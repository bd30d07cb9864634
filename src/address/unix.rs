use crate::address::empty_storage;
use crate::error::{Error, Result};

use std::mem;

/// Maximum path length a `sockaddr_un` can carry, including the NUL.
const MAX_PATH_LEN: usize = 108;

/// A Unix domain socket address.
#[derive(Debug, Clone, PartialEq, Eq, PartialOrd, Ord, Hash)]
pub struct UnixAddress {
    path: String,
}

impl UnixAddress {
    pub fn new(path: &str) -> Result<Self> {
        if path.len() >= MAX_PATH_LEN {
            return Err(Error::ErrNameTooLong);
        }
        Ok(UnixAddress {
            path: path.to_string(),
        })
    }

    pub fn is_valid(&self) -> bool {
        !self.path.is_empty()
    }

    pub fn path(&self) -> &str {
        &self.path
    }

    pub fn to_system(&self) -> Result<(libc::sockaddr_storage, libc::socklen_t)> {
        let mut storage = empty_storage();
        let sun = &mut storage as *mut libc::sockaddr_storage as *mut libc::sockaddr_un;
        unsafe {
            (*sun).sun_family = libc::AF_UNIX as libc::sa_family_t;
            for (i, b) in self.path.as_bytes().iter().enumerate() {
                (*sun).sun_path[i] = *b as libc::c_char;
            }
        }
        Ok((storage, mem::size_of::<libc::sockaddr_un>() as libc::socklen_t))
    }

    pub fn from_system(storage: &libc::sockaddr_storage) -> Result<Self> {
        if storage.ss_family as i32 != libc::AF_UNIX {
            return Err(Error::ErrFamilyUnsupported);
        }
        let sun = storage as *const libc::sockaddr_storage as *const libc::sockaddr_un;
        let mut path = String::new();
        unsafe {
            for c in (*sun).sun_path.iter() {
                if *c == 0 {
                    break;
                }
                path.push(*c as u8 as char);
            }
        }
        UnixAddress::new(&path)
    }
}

- - - - - - -

To do :: Nothing may change. Retype all of the entries.

Result for this task ::
repository bd30d07cb9864634
filename src/address/unix.rs
use crate::address::empty_storage;
use crate::error::{Error, Result};

use std::mem;

/// Maximum path length a `sockaddr_un` can carry, including the NUL.
const MAX_PATH_LEN: usize = 108;

/// A Unix domain socket address.
#[derive(Debug, Clone, PartialEq, Eq, PartialOrd, Ord, Hash)]
pub struct UnixAddress {
    path: String,
}

impl UnixAddress {
    pub fn new(path: &str) -> Result<Self> {
        if path.len() >= MAX_PATH_LEN {
            return Err(Error::ErrNameTooLong);
        }
        Ok(UnixAddress {
            path: path.to_string(),
        })
    }

    pub fn is_valid(&self) -> bool {
        !self.path.is_empty()
    }

    pub fn path(&self) -> &str {
        &self.path
    }

    pub fn to_system(&self) -> Result<(libc::sockaddr_storage, libc::socklen_t)> {
        let mut storage = empty_storage();
        let sun = &mut storage as *mut libc::sockaddr_storage as *mut libc::sockaddr_un;
        unsafe {
            (*sun).sun_family = libc::AF_UNIX as libc::sa_family_t;
            for (i, b) in self.path.as_bytes().iter().enumerate() {
                (*sun).sun_path[i] = *b as libc::c_char;
            }
        }
        Ok((storage, mem::size_of::<libc::sockaddr_un>() as libc::socklen_t))
    }

    pub fn from_system(storage: &libc::sockaddr_storage) -> Result<Self> {
        if storage.ss_family as i32 != libc::AF_UNIX {
            return Err(Error::ErrFamilyUnsupported);
        }
        let sun = storage as *const libc::sockaddr_storage as *const libc::sockaddr_un;
        let mut path = String::new();
        unsafe {
            for c in (*sun).sun_path.iter() {
                if *c == 0 {
                    break;
                }
                path.push(*c as u8 as char);
            }
        }
        UnixAddress::new(&path)
    }
}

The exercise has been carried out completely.